▽

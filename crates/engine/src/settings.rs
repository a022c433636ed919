//! Persistent cloner settings.
//!
//! Stored as TOML. Every field but `nonce_secret` has a default, so a
//! partial file is valid as long as it carries the secret:
//!
//! ```toml
//! post_types = ["post", "page", "product"]
//! action_prefix = "clone_to_"
//! max_sites = 50
//! nonce_secret = "5f0c8e0d6b7c4a1e9d2f3b4a5c6d7e8f"
//! ```

use std::path::Path;

use serde::{Deserialize, Serialize};
use tracing::info;

use crate::error::SettingsError;

// ── Types ─────────────────────────────────────────────────────────────────────

#[derive(Debug, Clone, PartialEq, Eq, Serialize, Deserialize)]
#[serde(default)]
pub struct Settings {
    /// Content types that get the clone bulk actions.
    pub post_types: Vec<String>,
    /// Prefix of the bulk action name; the destination tenant id follows it.
    pub action_prefix: String,
    /// Upper bound on the number of destination sites offered.
    pub max_sites: usize,
    /// Key for signing the redirect notice token.
    pub nonce_secret: String,
}

impl Default for Settings {
    fn default() -> Self {
        Self {
            post_types: vec!["post".to_string(), "page".to_string()],
            action_prefix: "clone_to_".to_string(),
            max_sites: 50,
            nonce_secret: String::new(),
        }
    }
}

// ── Functions ─────────────────────────────────────────────────────────────────

impl Settings {
    /// Read and validate settings from `path`.
    pub fn load(path: &Path) -> Result<Self, SettingsError> {
        let content = std::fs::read_to_string(path).map_err(|source| SettingsError::Io {
            path: path.to_path_buf(),
            source,
        })?;
        let settings: Settings =
            toml::from_str(&content).map_err(|source| SettingsError::Parse {
                path: path.to_path_buf(),
                source,
            })?;
        settings.validate()?;
        Ok(settings)
    }

    pub fn save(&self, path: &Path) -> Result<(), SettingsError> {
        let content = toml::to_string_pretty(self)?;
        std::fs::write(path, content).map_err(|source| SettingsError::Io {
            path: path.to_path_buf(),
            source,
        })
    }

    /// First-run setup: write defaults with a fresh signing secret unless a
    /// settings file already exists, then return the effective settings.
    /// An existing file is never overwritten.
    pub fn activate(path: &Path) -> Result<Self, SettingsError> {
        if path.exists() {
            return Self::load(path);
        }
        let settings = Settings {
            nonce_secret: format!("{:032x}", rand::random::<u128>()),
            ..Settings::default()
        };
        settings.save(path)?;
        info!(path = %path.display(), "wrote default settings");
        Ok(settings)
    }

    /// Whether items of `post_type` take part in bulk cloning.
    pub fn participates(&self, post_type: &str) -> bool {
        self.post_types.iter().any(|t| t == post_type)
    }

    fn validate(&self) -> Result<(), SettingsError> {
        if self.action_prefix.is_empty() {
            return Err(SettingsError::Invalid(
                "action_prefix must not be empty".to_string(),
            ));
        }
        if self.nonce_secret.trim().is_empty() {
            return Err(SettingsError::Invalid(
                "nonce_secret must not be empty".to_string(),
            ));
        }
        if self.max_sites == 0 {
            return Err(SettingsError::Invalid(
                "max_sites must be at least 1".to_string(),
            ));
        }
        Ok(())
    }
}

#[cfg(test)]
mod tests {
    use super::*;

    #[test]
    fn test_defaults() {
        let s = Settings::default();
        assert_eq!(s.post_types, vec!["post", "page"]);
        assert_eq!(s.action_prefix, "clone_to_");
        assert_eq!(s.max_sites, 50);
        assert!(s.participates("page"));
        assert!(!s.participates("attachment"));
    }

    #[test]
    fn test_partial_file_fills_defaults() {
        let dir = tempfile::tempdir().unwrap();
        let path = dir.path().join("sitecopy.toml");
        std::fs::write(&path, "post_types = [\"product\"]\nnonce_secret = \"s3cret\"\n").unwrap();
        let s = Settings::load(&path).unwrap();
        assert_eq!(s.post_types, vec!["product"]);
        assert_eq!(s.max_sites, 50);
    }

    #[test]
    fn test_activate_writes_once() {
        let dir = tempfile::tempdir().unwrap();
        let path = dir.path().join("sitecopy.toml");
        let first = Settings::activate(&path).unwrap();
        assert_eq!(first.nonce_secret.len(), 32);
        assert!(path.exists());

        let mut edited = first.clone();
        edited.post_types.push("product".to_string());
        edited.save(&path).unwrap();

        let second = Settings::activate(&path).unwrap();
        assert_eq!(second, edited);
    }

    #[test]
    fn test_invalid_values_are_rejected() {
        let dir = tempfile::tempdir().unwrap();
        let path = dir.path().join("sitecopy.toml");
        std::fs::write(&path, "max_sites = 0\nnonce_secret = \"s3cret\"\n").unwrap();
        assert!(matches!(
            Settings::load(&path),
            Err(SettingsError::Invalid(_))
        ));
        std::fs::write(&path, "max_sites = \"many\"\n").unwrap();
        assert!(matches!(
            Settings::load(&path),
            Err(SettingsError::Parse { .. })
        ));
    }

    #[test]
    fn test_missing_or_blank_secret_is_rejected() {
        let dir = tempfile::tempdir().unwrap();
        let path = dir.path().join("sitecopy.toml");
        for content in ["post_types = [\"post\"]\n", "nonce_secret = \"  \"\n"] {
            std::fs::write(&path, content).unwrap();
            match Settings::load(&path) {
                Err(SettingsError::Invalid(msg)) => assert!(msg.contains("nonce_secret")),
                other => panic!("expected invalid settings, got {:?}", other),
            }
        }
    }
}
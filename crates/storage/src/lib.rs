pub mod conformance;
mod error;
pub mod files;
pub mod keys;
pub mod memory;
mod record;
mod traits;

pub use error::StoreError;
pub use memory::MemoryInstallation;
pub use record::{
    fields, AttachmentRecord, ContentItem, ItemId, LayoutVariant, MetaMap, NewAttachment,
    Rendition, RenditionMeta, Site, TenantId, UploadDir,
};
pub use traits::{
    AttachmentStore, ContentPlatform, ContentStore, FileStorage, MediaLibrary, MetadataStore,
    PageBuilder, SiteDirectory, TaxonomyStore, TenantContext, TenantScope,
};
// ──────────────────────────────────────────────
// Media
// ──────────────────────────────────────────────

#[test]
fn test_attachments_are_migrated_and_references_rewritten() {
    let root = TempDir::new().unwrap();
    let inst = installation(root.path(), "https://example.test/shop");
    pad_destination(&inst, 5);
    let source = source_item(&inst);
    let photo = attach_photo(&inst, root.path(), source);
    let body = "<img src=\"https://example.test/wp-content/uploads/photo.jpg\">\
                <img src=\"https://example.test/wp-content/uploads/photo-150x150.jpg\">";
    inst.update_item_fields(
        source,
        &[(fields::CONTENT.to_string(), body.to_string())]
            .into_iter()
            .collect(),
    )
    .unwrap();
    inst.add_meta(source, keys::THUMBNAIL_ID, &photo.to_string())
        .unwrap();
    inst.add_meta(
        source,
        "gallery",
        &format!("a:1:{{i:0;i:{};}}", photo),
    )
    .unwrap();

    let outcome = full_cloner(&inst).clone_item(source, 2).unwrap();
    assert_eq!(outcome.attachments_migrated, 1);

    inst.within(2, |s| {
        let attached = s.image_attachments(outcome.new_id)?;
        assert_eq!(attached.len(), 1);
        let new_photo = attached[0].id;
        assert_ne!(new_photo, photo);

        let item = s.get_item(outcome.new_id)?;
        assert_eq!(
            item.content(),
            "<img src=\"https://example.test/shop/wp-content/uploads/sites/2/photo.jpg\">\
             <img src=\"https://example.test/shop/wp-content/uploads/sites/2/photo-150x150.jpg\">"
        );

        let meta = s.all_meta(outcome.new_id)?;
        assert_eq!(meta.first(keys::THUMBNAIL_ID), Some(new_photo.to_string().as_str()));
        assert_eq!(
            meta.first("gallery"),
            Some(format!("a:1:{{i:0;i:{};}}", new_photo).as_str())
        );
        assert_eq!(s.alt_text(new_photo)?.as_deref(), Some("A photo"));
        Ok(())
    })
    .unwrap();
}

#[test]
fn test_cross_domain_destination_keeps_source_urls() {
    let root = TempDir::new().unwrap();
    let inst = installation(root.path(), "https://shop.other.test");
    let source = source_item(&inst);
    let photo = attach_photo(&inst, root.path(), source);
    inst.add_meta(source, keys::THUMBNAIL_ID, &photo.to_string())
        .unwrap();
    let before = inst.journal().unwrap().attachments_created;

    let outcome = full_cloner(&inst).clone_item(source, 2).unwrap();
    assert_eq!(outcome.attachments_migrated, 0);
    assert_eq!(inst.journal().unwrap().attachments_created, before);

    let meta = inst.within(2, |s| s.all_meta(outcome.new_id)).unwrap();
    assert_eq!(meta.first(keys::THUMBNAIL_ID), Some(photo.to_string().as_str()));
}

#[test]
fn test_attachment_with_deleted_file_keeps_source_references() {
    let root = TempDir::new().unwrap();
    let inst = installation(root.path(), "https://example.test/shop");
    let source = source_item(&inst);
    let photo = attach_photo(&inst, root.path(), source);
    std::fs::remove_file(root.path().join("uploads").join("photo.jpg")).unwrap();
    let body = "<img src=\"https://example.test/wp-content/uploads/photo.jpg\">";
    inst.update_item_fields(
        source,
        &[(fields::CONTENT.to_string(), body.to_string())]
            .into_iter()
            .collect(),
    )
    .unwrap();
    inst.add_meta(source, keys::THUMBNAIL_ID, &photo.to_string())
        .unwrap();
    let before = inst.journal().unwrap().attachments_created;

    let outcome = full_cloner(&inst).clone_item(source, 2).unwrap();
    assert_eq!(outcome.attachments_migrated, 0);
    assert_eq!(inst.journal().unwrap().attachments_created, before);
    assert!(!root.path().join("uploads/sites/2/photo.jpg").exists());

    inst.within(2, |s| {
        assert_eq!(s.get_item(outcome.new_id)?.content(), body);
        assert!(s.image_attachments(outcome.new_id)?.is_empty());
        let meta = s.all_meta(outcome.new_id)?;
        assert_eq!(meta.first(keys::THUMBNAIL_ID), Some(photo.to_string().as_str()));
        Ok(())
    })
    .unwrap();
}

#[test]
fn test_media_is_ignored_without_the_capability() {
    let root = TempDir::new().unwrap();
    let inst = installation(root.path(), "https://example.test/shop");
    let source = source_item(&inst);
    attach_photo(&inst, root.path(), source);
    let before = inst.journal().unwrap().attachments_created;

    let outcome = Cloner::new(&inst).clone_item(source, 2).unwrap();
    assert_eq!(outcome.attachments_migrated, 0);
    assert_eq!(inst.journal().unwrap().attachments_created, before);
}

△

Search the data above for the word "validate". Copy each line it is in.

    /// Read and validate settings from `path`.
        settings.validate()?;
    fn validate(&self) -> Result<(), SettingsError> {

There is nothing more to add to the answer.